Collected data entries:
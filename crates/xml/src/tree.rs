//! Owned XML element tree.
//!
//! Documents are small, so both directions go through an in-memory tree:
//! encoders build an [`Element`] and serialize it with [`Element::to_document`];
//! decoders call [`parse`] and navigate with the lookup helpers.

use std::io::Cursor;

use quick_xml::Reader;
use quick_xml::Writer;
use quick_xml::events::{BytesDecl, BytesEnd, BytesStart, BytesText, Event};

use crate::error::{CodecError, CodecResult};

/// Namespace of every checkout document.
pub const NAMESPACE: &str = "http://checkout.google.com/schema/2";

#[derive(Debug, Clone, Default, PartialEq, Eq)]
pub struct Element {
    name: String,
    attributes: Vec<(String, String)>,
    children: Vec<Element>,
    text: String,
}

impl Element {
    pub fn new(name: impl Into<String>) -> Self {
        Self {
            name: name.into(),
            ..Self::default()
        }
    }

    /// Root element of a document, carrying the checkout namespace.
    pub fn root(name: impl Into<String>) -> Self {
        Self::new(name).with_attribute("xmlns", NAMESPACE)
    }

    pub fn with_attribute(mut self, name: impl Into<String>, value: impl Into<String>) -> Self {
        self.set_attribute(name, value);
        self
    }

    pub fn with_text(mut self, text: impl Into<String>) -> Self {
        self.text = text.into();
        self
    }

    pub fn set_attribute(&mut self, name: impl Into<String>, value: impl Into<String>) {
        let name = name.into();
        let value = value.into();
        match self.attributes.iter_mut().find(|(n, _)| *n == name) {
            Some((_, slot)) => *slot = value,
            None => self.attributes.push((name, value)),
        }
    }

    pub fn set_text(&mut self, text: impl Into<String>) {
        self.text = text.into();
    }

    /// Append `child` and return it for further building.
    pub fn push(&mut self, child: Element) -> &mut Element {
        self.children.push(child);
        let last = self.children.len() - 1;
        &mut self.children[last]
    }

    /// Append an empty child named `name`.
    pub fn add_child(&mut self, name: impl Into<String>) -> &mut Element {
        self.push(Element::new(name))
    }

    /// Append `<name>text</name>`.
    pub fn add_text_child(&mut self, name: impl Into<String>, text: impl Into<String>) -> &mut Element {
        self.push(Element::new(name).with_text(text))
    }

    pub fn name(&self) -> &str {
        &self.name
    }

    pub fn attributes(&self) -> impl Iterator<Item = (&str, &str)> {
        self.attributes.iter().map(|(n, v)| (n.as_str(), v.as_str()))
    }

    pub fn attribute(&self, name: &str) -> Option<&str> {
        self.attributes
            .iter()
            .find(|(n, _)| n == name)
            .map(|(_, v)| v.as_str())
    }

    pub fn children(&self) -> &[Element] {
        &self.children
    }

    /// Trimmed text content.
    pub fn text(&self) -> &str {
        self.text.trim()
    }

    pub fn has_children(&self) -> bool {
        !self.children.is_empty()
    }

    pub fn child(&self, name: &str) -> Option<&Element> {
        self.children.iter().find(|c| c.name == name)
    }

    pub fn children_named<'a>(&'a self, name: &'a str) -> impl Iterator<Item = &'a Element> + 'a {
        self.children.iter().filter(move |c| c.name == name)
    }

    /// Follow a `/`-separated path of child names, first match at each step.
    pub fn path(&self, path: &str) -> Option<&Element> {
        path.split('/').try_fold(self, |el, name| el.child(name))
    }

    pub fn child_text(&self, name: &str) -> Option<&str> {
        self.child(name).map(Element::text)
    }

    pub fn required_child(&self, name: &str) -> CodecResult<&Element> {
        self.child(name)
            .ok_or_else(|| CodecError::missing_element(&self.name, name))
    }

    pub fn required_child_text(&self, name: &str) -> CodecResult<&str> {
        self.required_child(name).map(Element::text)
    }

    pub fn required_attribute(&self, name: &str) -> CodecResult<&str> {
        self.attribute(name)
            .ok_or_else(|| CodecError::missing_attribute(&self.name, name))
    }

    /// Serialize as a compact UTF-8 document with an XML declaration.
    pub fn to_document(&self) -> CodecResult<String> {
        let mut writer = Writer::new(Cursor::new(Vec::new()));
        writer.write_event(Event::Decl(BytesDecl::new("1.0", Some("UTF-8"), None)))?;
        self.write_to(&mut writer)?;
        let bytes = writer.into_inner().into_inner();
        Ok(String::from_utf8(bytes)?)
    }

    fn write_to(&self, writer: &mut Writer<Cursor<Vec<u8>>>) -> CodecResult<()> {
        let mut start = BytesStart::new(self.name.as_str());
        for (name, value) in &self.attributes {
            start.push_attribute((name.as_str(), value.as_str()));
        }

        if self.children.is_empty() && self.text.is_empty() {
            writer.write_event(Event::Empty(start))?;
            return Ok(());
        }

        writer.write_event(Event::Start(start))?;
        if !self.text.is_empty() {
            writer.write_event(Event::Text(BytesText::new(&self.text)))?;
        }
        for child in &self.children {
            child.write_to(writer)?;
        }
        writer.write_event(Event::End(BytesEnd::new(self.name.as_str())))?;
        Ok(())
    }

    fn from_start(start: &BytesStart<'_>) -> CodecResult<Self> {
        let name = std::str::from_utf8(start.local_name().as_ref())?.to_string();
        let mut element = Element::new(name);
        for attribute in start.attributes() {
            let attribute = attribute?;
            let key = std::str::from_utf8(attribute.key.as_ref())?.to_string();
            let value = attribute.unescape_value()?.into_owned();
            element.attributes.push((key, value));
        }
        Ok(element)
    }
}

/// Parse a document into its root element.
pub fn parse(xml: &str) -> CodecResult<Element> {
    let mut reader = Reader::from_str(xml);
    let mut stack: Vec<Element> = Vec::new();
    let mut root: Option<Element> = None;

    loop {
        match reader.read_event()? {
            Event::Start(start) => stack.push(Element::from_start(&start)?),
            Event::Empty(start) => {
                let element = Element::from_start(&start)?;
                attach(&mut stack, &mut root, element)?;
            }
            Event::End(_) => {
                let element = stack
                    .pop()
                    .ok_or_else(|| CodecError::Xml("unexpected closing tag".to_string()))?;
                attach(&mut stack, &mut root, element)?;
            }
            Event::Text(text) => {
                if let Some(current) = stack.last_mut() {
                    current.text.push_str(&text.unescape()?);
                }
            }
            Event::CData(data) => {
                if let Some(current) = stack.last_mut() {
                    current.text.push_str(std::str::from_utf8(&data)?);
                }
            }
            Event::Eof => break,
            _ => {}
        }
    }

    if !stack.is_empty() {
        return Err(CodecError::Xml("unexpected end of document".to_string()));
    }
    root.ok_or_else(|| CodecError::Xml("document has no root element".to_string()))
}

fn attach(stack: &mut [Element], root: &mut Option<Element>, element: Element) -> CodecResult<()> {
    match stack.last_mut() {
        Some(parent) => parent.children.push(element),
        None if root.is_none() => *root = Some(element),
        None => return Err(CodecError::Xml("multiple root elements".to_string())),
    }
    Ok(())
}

◆ TASK INSTRUCTIONS: Every record, from top to bottom, must be transcribed exactly.

◆ EXPECTED ANSWER:
filename crates/xml/src/tree.rs
//! Owned XML element tree.
//!
//! Documents are small, so both directions go through an in-memory tree:
//! encoders build an [`Element`] and serialize it with [`Element::to_document`];
//! decoders call [`parse`] and navigate with the lookup helpers.

use std::io::Cursor;

use quick_xml::Reader;
use quick_xml::Writer;
use quick_xml::events::{BytesDecl, BytesEnd, BytesStart, BytesText, Event};

use crate::error::{CodecError, CodecResult};

/// Namespace of every checkout document.
pub const NAMESPACE: &str = "http://checkout.google.com/schema/2";

#[derive(Debug, Clone, Default, PartialEq, Eq)]
pub struct Element {
    name: String,
    attributes: Vec<(String, String)>,
    children: Vec<Element>,
    text: String,
}

impl Element {
    pub fn new(name: impl Into<String>) -> Self {
        Self {
            name: name.into(),
            ..Self::default()
        }
    }

    /// Root element of a document, carrying the checkout namespace.
    pub fn root(name: impl Into<String>) -> Self {
        Self::new(name).with_attribute("xmlns", NAMESPACE)
    }

    pub fn with_attribute(mut self, name: impl Into<String>, value: impl Into<String>) -> Self {
        self.set_attribute(name, value);
        self
    }

    pub fn with_text(mut self, text: impl Into<String>) -> Self {
        self.text = text.into();
        self
    }

    pub fn set_attribute(&mut self, name: impl Into<String>, value: impl Into<String>) {
        let name = name.into();
        let value = value.into();
        match self.attributes.iter_mut().find(|(n, _)| *n == name) {
            Some((_, slot)) => *slot = value,
            None => self.attributes.push((name, value)),
        }
    }

    pub fn set_text(&mut self, text: impl Into<String>) {
        self.text = text.into();
    }

    /// Append `child` and return it for further building.
    pub fn push(&mut self, child: Element) -> &mut Element {
        self.children.push(child);
        let last = self.children.len() - 1;
        &mut self.children[last]
    }

    /// Append an empty child named `name`.
    pub fn add_child(&mut self, name: impl Into<String>) -> &mut Element {
        self.push(Element::new(name))
    }

    /// Append `<name>text</name>`.
    pub fn add_text_child(&mut self, name: impl Into<String>, text: impl Into<String>) -> &mut Element {
        self.push(Element::new(name).with_text(text))
    }

    pub fn name(&self) -> &str {
        &self.name
    }

    pub fn attributes(&self) -> impl Iterator<Item = (&str, &str)> {
        self.attributes.iter().map(|(n, v)| (n.as_str(), v.as_str()))
    }

    pub fn attribute(&self, name: &str) -> Option<&str> {
        self.attributes
            .iter()
            .find(|(n, _)| n == name)
            .map(|(_, v)| v.as_str())
    }

    pub fn children(&self) -> &[Element] {
        &self.children
    }

    /// Trimmed text content.
    pub fn text(&self) -> &str {
        self.text.trim()
    }

    pub fn has_children(&self) -> bool {
        !self.children.is_empty()
    }

    pub fn child(&self, name: &str) -> Option<&Element> {
        self.children.iter().find(|c| c.name == name)
    }

    pub fn children_named<'a>(&'a self, name: &'a str) -> impl Iterator<Item = &'a Element> + 'a {
        self.children.iter().filter(move |c| c.name == name)
    }

    /// Follow a `/`-separated path of child names, first match at each step.
    pub fn path(&self, path: &str) -> Option<&Element> {
        path.split('/').try_fold(self, |el, name| el.child(name))
    }

    pub fn child_text(&self, name: &str) -> Option<&str> {
        self.child(name).map(Element::text)
    }

    pub fn required_child(&self, name: &str) -> CodecResult<&Element> {
        self.child(name)
            .ok_or_else(|| CodecError::missing_element(&self.name, name))
    }

    pub fn required_child_text(&self, name: &str) -> CodecResult<&str> {
        self.required_child(name).map(Element::text)
    }

    pub fn required_attribute(&self, name: &str) -> CodecResult<&str> {
        self.attribute(name)
            .ok_or_else(|| CodecError::missing_attribute(&self.name, name))
    }

    /// Serialize as a compact UTF-8 document with an XML declaration.
    pub fn to_document(&self) -> CodecResult<String> {
        let mut writer = Writer::new(Cursor::new(Vec::new()));
        writer.write_event(Event::Decl(BytesDecl::new("1.0", Some("UTF-8"), None)))?;
        self.write_to(&mut writer)?;
        let bytes = writer.into_inner().into_inner();
        Ok(String::from_utf8(bytes)?)
    }

    fn write_to(&self, writer: &mut Writer<Cursor<Vec<u8>>>) -> CodecResult<()> {
        let mut start = BytesStart::new(self.name.as_str());
        for (name, value) in &self.attributes {
            start.push_attribute((name.as_str(), value.as_str()));
        }

        if self.children.is_empty() && self.text.is_empty() {
            writer.write_event(Event::Empty(start))?;
            return Ok(());
        }

        writer.write_event(Event::Start(start))?;
        if !self.text.is_empty() {
            writer.write_event(Event::Text(BytesText::new(&self.text)))?;
        }
        for child in &self.children {
            child.write_to(writer)?;
        }
        writer.write_event(Event::End(BytesEnd::new(self.name.as_str())))?;
        Ok(())
    }

    fn from_start(start: &BytesStart<'_>) -> CodecResult<Self> {
        let name = std::str::from_utf8(start.local_name().as_ref())?.to_string();
        let mut element = Element::new(name);
        for attribute in start.attributes() {
            let attribute = attribute?;
            let key = std::str::from_utf8(attribute.key.as_ref())?.to_string();
            let value = attribute.unescape_value()?.into_owned();
            element.attributes.push((key, value));
        }
        Ok(element)
    }
}

/// Parse a document into its root element.
pub fn parse(xml: &str) -> CodecResult<Element> {
    let mut reader = Reader::from_str(xml);
    let mut stack: Vec<Element> = Vec::new();
    let mut root: Option<Element> = None;

    loop {
        match reader.read_event()? {
            Event::Start(start) => stack.push(Element::from_start(&start)?),
            Event::Empty(start) => {
                let element = Element::from_start(&start)?;
                attach(&mut stack, &mut root, element)?;
            }
            Event::End(_) => {
                let element = stack
                    .pop()
                    .ok_or_else(|| CodecError::Xml("unexpected closing tag".to_string()))?;
                attach(&mut stack, &mut root, element)?;
            }
            Event::Text(text) => {
                if let Some(current) = stack.last_mut() {
                    current.text.push_str(&text.unescape()?);
                }
            }
            Event::CData(data) => {
                if let Some(current) = stack.last_mut() {
                    current.text.push_str(std::str::from_utf8(&data)?);
                }
            }
            Event::Eof => break,
            _ => {}
        }
    }

    if !stack.is_empty() {
        return Err(CodecError::Xml("unexpected end of document".to_string()));
    }
    root.ok_or_else(|| CodecError::Xml("document has no root element".to_string()))
}

fn attach(stack: &mut [Element], root: &mut Option<Element>, element: Element) -> CodecResult<()> {
    match stack.last_mut() {
        Some(parent) => parent.children.push(element),
        None if root.is_none() => *root = Some(element),
        None => return Err(CodecError::Xml("multiple root elements".to_string())),
    }
    Ok(())
}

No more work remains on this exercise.